[Saved data entries]
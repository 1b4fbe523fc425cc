//! Run logs: the durable record of one execution.

use crate::context::ExecutionStatus;
use crate::error::ErrorEnvelope;
use chrono::{DateTime, Utc};
use serde::{Deserialize, Serialize};
use serde_json::Value;
use uuid::Uuid;

/// One candidate considered by a conditional choice.
#[derive(Debug, Clone, PartialEq, Serialize, Deserialize)]
pub struct DecisionOption {
    pub id: String,
    #[serde(default)]
    pub description: String,
}

/// How a decision worked out, filled in after the fact.
#[derive(Debug, Clone, Copy, PartialEq, Eq, Serialize, Deserialize)]
#[serde(rename_all = "snake_case")]
pub enum DecisionOutcome {
    Success,
    Failure,
}

/// A recorded conditional choice: edge selection or router output.
///
/// Append-only within a [`RunLog`].
#[derive(Debug, Clone, PartialEq, Serialize, Deserialize)]
pub struct Decision {
    pub id: String,
    pub node_id: String,
    pub intent: String,
    pub options: Vec<DecisionOption>,
    pub chosen_id: String,
    #[serde(default)]
    pub reasoning: String,
    #[serde(default, skip_serializing_if = "Option::is_none")]
    pub outcome: Option<DecisionOutcome>,
}

impl Decision {
    pub fn new(
        node_id: impl Into<String>,
        intent: impl Into<String>,
        options: Vec<DecisionOption>,
        chosen_id: impl Into<String>,
        reasoning: impl Into<String>,
    ) -> Self {
        Self {
            id: Uuid::new_v4().to_string(),
            node_id: node_id.into(),
            intent: intent.into(),
            options,
            chosen_id: chosen_id.into(),
            reasoning: reasoning.into(),
            outcome: None,
        }
    }
}

/// One node entry during a run.
#[derive(Debug, Clone, PartialEq, Serialize, Deserialize)]
pub struct NodeVisit {
    pub node_id: String,
    pub visit: u32,
    pub entered_at: DateTime<Utc>,
    #[serde(default, skip_serializing_if = "Option::is_none")]
    pub finished_at: Option<DateTime<Utc>>,
    pub status: String,
}

/// Aggregate resource usage for a run.
#[derive(Debug, Clone, Copy, PartialEq, Eq, Default, Serialize, Deserialize)]
pub struct CostSummary {
    pub llm_calls: u32,
    pub prompt_tokens: u64,
    pub completion_tokens: u64,
    pub tool_calls: u32,
}

impl CostSummary {
    pub fn add_llm_call(&mut self, prompt_tokens: u64, completion_tokens: u64) {
        self.llm_calls += 1;
        self.prompt_tokens += prompt_tokens;
        self.completion_tokens += completion_tokens;
    }

    pub fn add_tool_call(&mut self) {
        self.tool_calls += 1;
    }

    pub fn total_tokens(&self) -> u64 {
        self.prompt_tokens + self.completion_tokens
    }
}

/// The durable record of one execution, produced by the executor and
/// retained by the stream's recent-run ring.
#[derive(Debug, Clone, PartialEq, Serialize, Deserialize)]
pub struct RunLog {
    pub run_id: String,
    pub goal_id: String,
    pub graph_id: String,
    pub start: DateTime<Utc>,
    #[serde(default, skip_serializing_if = "Option::is_none")]
    pub end: Option<DateTime<Utc>>,
    pub status: ExecutionStatus,
    pub decisions: Vec<Decision>,
    pub node_visits: Vec<NodeVisit>,
    pub final_output: Value,
    #[serde(default, skip_serializing_if = "Option::is_none")]
    pub error: Option<ErrorEnvelope>,
    pub cost_summary: CostSummary,
}

impl RunLog {
    pub fn started(
        run_id: impl Into<String>,
        goal_id: impl Into<String>,
        graph_id: impl Into<String>,
    ) -> Self {
        Self {
            run_id: run_id.into(),
            goal_id: goal_id.into(),
            graph_id: graph_id.into(),
            start: Utc::now(),
            end: None,
            status: ExecutionStatus::Running,
            decisions: Vec::new(),
            node_visits: Vec::new(),
            final_output: Value::Null,
            error: None,
            cost_summary: CostSummary::default(),
        }
    }

    /// Close the log with a terminal (or paused) status.
    pub fn finish(&mut self, status: ExecutionStatus) {
        self.status = status;
        self.end = Some(Utc::now());
    }
}

#[cfg(test)]
mod tests {
    use super::*;
    use serde_json::json;

    #[test]
    fn test_cost_summary_accumulates() {
        let mut cost = CostSummary::default();
        cost.add_llm_call(100, 20);
        cost.add_llm_call(50, 10);
        cost.add_tool_call();
        assert_eq!(cost.llm_calls, 2);
        assert_eq!(cost.tool_calls, 1);
        assert_eq!(cost.total_tokens(), 180);
    }

    #[test]
    fn test_run_log_round_trip() {
        let mut log = RunLog::started("r1", "g1", "graph-1");
        log.decisions.push(Decision::new(
            "router",
            "route",
            vec![
                DecisionOption {
                    id: "pos".into(),
                    description: String::new(),
                },
                DecisionOption {
                    id: "neg".into(),
                    description: String::new(),
                },
            ],
            "neg",
            "x is negative",
        ));
        log.final_output = json!({"x": 3});
        log.finish(ExecutionStatus::Completed);

        let json = serde_json::to_string(&log).unwrap();
        let back: RunLog = serde_json::from_str(&json).unwrap();
        assert_eq!(back, log);
        assert!(back.end.is_some());
        assert_eq!(back.status, ExecutionStatus::Completed);
    }
}
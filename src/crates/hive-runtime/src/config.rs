//! Environment-driven runtime configuration.
//!
//! | Variable | Purpose | Default |
//! |---|---|---|
//! | `HIVE_CREDENTIAL_KEY` | Symmetric key for the credential store | required in production |
//! | `HIVE_CHECKPOINT_ROOT` | Filesystem root for checkpoints | `.hive/checkpoints` |
//! | `HIVE_MAX_STREAM_CONCURRENCY` | Upper bound on executions per stream | 16 |
//! | `HIVE_LLM_TIMEOUT_MS` | Default LLM call deadline | 120000 |
//! | `HIVE_TOOL_TIMEOUT_MS` | Default tool call deadline | 30000 |

use crate::error::{Result, RuntimeError};
use std::path::PathBuf;
use std::time::Duration;
use tracing::debug;

pub const ENV_CREDENTIAL_KEY: &str = "HIVE_CREDENTIAL_KEY";
pub const ENV_CHECKPOINT_ROOT: &str = "HIVE_CHECKPOINT_ROOT";
pub const ENV_MAX_STREAM_CONCURRENCY: &str = "HIVE_MAX_STREAM_CONCURRENCY";
pub const ENV_LLM_TIMEOUT_MS: &str = "HIVE_LLM_TIMEOUT_MS";
pub const ENV_TOOL_TIMEOUT_MS: &str = "HIVE_TOOL_TIMEOUT_MS";

#[derive(Debug, Clone)]
pub struct RuntimeConfig {
    pub credential_key: Option<String>,
    pub checkpoint_root: PathBuf,
    /// Hard ceiling on any stream's `max_concurrency`.
    pub max_stream_concurrency: usize,
    pub llm_timeout: Duration,
    pub tool_timeout: Duration,
}

impl Default for RuntimeConfig {
    fn default() -> Self {
        Self {
            credential_key: None,
            checkpoint_root: PathBuf::from(".hive/checkpoints"),
            max_stream_concurrency: 16,
            llm_timeout: Duration::from_millis(120_000),
            tool_timeout: Duration::from_millis(30_000),
        }
    }
}

impl RuntimeConfig {
    /// Read configuration from `HIVE_*` environment variables.
    pub fn from_env() -> Result<Self> {
        let mut config = Self::default();
        if let Ok(key) = std::env::var(ENV_CREDENTIAL_KEY) {
            if !key.is_empty() {
                config.credential_key = Some(key);
            }
        }
        if let Ok(root) = std::env::var(ENV_CHECKPOINT_ROOT) {
            if !root.is_empty() {
                config.checkpoint_root = PathBuf::from(root);
            }
        }
        config.max_stream_concurrency =
            parse_env(ENV_MAX_STREAM_CONCURRENCY, config.max_stream_concurrency)?;
        config.llm_timeout = Duration::from_millis(parse_env(
            ENV_LLM_TIMEOUT_MS,
            config.llm_timeout.as_millis() as u64,
        )?);
        config.tool_timeout = Duration::from_millis(parse_env(
            ENV_TOOL_TIMEOUT_MS,
            config.tool_timeout.as_millis() as u64,
        )?);
        debug!(
            checkpoint_root = %config.checkpoint_root.display(),
            max_stream_concurrency = config.max_stream_concurrency,
            "runtime config loaded"
        );
        Ok(config)
    }

    /// Validate the configuration. `production` requires the credential
    /// key to be set.
    pub fn validate(&self, production: bool) -> Result<()> {
        if self.max_stream_concurrency == 0 {
            return Err(RuntimeError::Configuration(format!(
                "{ENV_MAX_STREAM_CONCURRENCY} must be at least 1"
            )));
        }
        if self.llm_timeout.is_zero() || self.tool_timeout.is_zero() {
            return Err(RuntimeError::Configuration(
                "call timeouts must be non-zero".to_string(),
            ));
        }
        if production && self.credential_key.is_none() {
            return Err(RuntimeError::Configuration(format!(
                "{ENV_CREDENTIAL_KEY} is required in production; set it to the credential store key"
            )));
        }
        Ok(())
    }
}

fn parse_env<T: std::str::FromStr>(name: &str, default: T) -> Result<T> {
    match std::env::var(name) {
        Ok(raw) if !raw.is_empty() => raw.parse().map_err(|_| {
            RuntimeError::Configuration(format!("{name} has invalid value '{raw}'"))
        }),
        _ => Ok(default),
    }
}

#[cfg(test)]
mod tests {
    use super::*;

    #[test]
    fn test_defaults() {
        let config = RuntimeConfig::default();
        assert_eq!(config.max_stream_concurrency, 16);
        assert_eq!(config.llm_timeout, Duration::from_millis(120_000));
        assert_eq!(config.tool_timeout, Duration::from_millis(30_000));
        assert!(config.validate(false).is_ok());
    }

    #[test]
    fn test_production_requires_credential_key() {
        let config = RuntimeConfig::default();
        let err = config.validate(true).unwrap_err();
        assert!(err.to_string().contains(ENV_CREDENTIAL_KEY));

        let config = RuntimeConfig {
            credential_key: Some("k".into()),
            ..Default::default()
        };
        assert!(config.validate(true).is_ok());
    }

    #[test]
    fn test_zero_concurrency_rejected() {
        let config = RuntimeConfig {
            max_stream_concurrency: 0,
            ..Default::default()
        };
        assert!(config.validate(false).is_err());
    }
}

## [PROBLEM DETAILS]
Please print exactly what appears from the first line of the data through the line with "use uuid::Uuid;", including both of those lines and nothing past them.

## [ANSWER TO THIS PROBLEM]
repository 1b4fbe523fc425cc
//! Run logs: the durable record of one execution.

use crate::context::ExecutionStatus;
use crate::error::ErrorEnvelope;
use chrono::{DateTime, Utc};
use serde::{Deserialize, Serialize};
use serde_json::Value;
use uuid::Uuid;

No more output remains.